The input:

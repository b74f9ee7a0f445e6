use std::ops::Deref;

use log::debug;
use mongodb::{
    bson::doc, error::Error as DbError, options::IndexOptions, Collection, Database, IndexModel,
};

use crate::model::db::{
    candidate::Candidate,
    election::Election,
    roster::{Group, Person},
    vote::{Choice, EnabledVoter, Participation, Vote},
};

use super::counter::Counter;

/// A type that can be directly inserted/read to/from the database.
pub trait MongoCollection {
    /// The name of the collection.
    const NAME: &'static str;
}

/// A database collection of the given type.
pub struct Coll<T>(Collection<T>);

impl<T> Coll<T>
where
    T: MongoCollection,
{
    /// Get a handle on this collection in the given database.
    pub fn from_db(db: &Database) -> Self {
        Self(db.collection(T::NAME))
    }
}

// `Derive(Clone)` would only derive if `T: Clone`, but we don't need that bound.
impl<T> Clone for Coll<T> {
    fn clone(&self) -> Self {
        Self(self.0.clone())
    }
}

impl<T> Deref for Coll<T> {
    type Target = Collection<T>;

    fn deref(&self) -> &Self::Target {
        &self.0
    }
}

// Roster collections
impl MongoCollection for Group {
    const NAME: &'static str = "groups";
}
impl MongoCollection for Person {
    const NAME: &'static str = "persons";
}

// Election collections
impl MongoCollection for Election {
    const NAME: &'static str = "elections";
}
impl MongoCollection for Candidate {
    const NAME: &'static str = "candidates";
}
impl MongoCollection for EnabledVoter {
    const NAME: &'static str = "enabled_voters";
}

// Vote collections
const VOTES: &str = "votes";
impl MongoCollection for Vote {
    const NAME: &'static str = VOTES;
}
impl MongoCollection for Participation {
    const NAME: &'static str = VOTES;
}
impl MongoCollection for Choice {
    const NAME: &'static str = VOTES;
}

// Counter collection
impl MongoCollection for Counter {
    const NAME: &'static str = "counters";
}

/// Ensure that all the required indexes exist on the given database.
///
/// This operation is idempotent.
pub async fn ensure_indexes_exist(db: &Database) -> Result<(), DbError> {
    debug!("Ensuring collection indexes exist");

    let unique = IndexOptions::builder().unique(true).build();

    // Roster collections.
    let group_index = IndexModel::builder()
        .keys(doc! {"number": 1})
        .options(unique.clone())
        .build();
    Coll::<Group>::from_db(db)
        .create_index(group_index, None)
        .await?;
    let person_index = IndexModel::builder()
        .keys(doc! {"document_number": 1})
        .options(unique.clone())
        .build();
    Coll::<Person>::from_db(db)
        .create_index(person_index, None)
        .await?;

    // Candidate collection: list numbers are unique per election.
    let candidate_index = IndexModel::builder()
        .keys(doc! {"election_id": 1, "list_number": 1})
        .options(unique.clone())
        .build();
    Coll::<Candidate>::from_db(db)
        .create_index(candidate_index, None)
        .await?;

    // Vote collection: one vote per person per sibling set. This is what makes
    // double voting impossible, including under concurrent casts.
    let vote_index = IndexModel::builder()
        .keys(doc! {"sibling_key": 1, "person_id": 1})
        .options(unique.clone())
        .build();
    Coll::<Vote>::from_db(db)
        .create_index(vote_index, None)
        .await?;
    let tally_index = IndexModel::builder()
        .keys(doc! {"election_id": 1, "candidate_id": 1})
        .build();
    Coll::<Vote>::from_db(db)
        .create_index(tally_index, None)
        .await?;

    // Enabled voter collection.
    let enabled_index = IndexModel::builder()
        .keys(doc! {"election_id": 1, "person_id": 1})
        .options(unique)
        .build();
    Coll::<EnabledVoter>::from_db(db)
        .create_index(enabled_index, None)
        .await?;

    Ok(())
}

Task instructions: Look above for the line with "Coll::<Group>::from_db(db)" and the line with "let candidate_index = IndexModel::builder()". Write out those two lines and all the lines between them, exactly, and no others.

Finished task:
    Coll::<Group>::from_db(db)
        .create_index(group_index, None)
        .await?;
    let person_index = IndexModel::builder()
        .keys(doc! {"document_number": 1})
        .options(unique.clone())
        .build();
    Coll::<Person>::from_db(db)
        .create_index(person_index, None)
        .await?;

    // Candidate collection: list numbers are unique per election.
    let candidate_index = IndexModel::builder()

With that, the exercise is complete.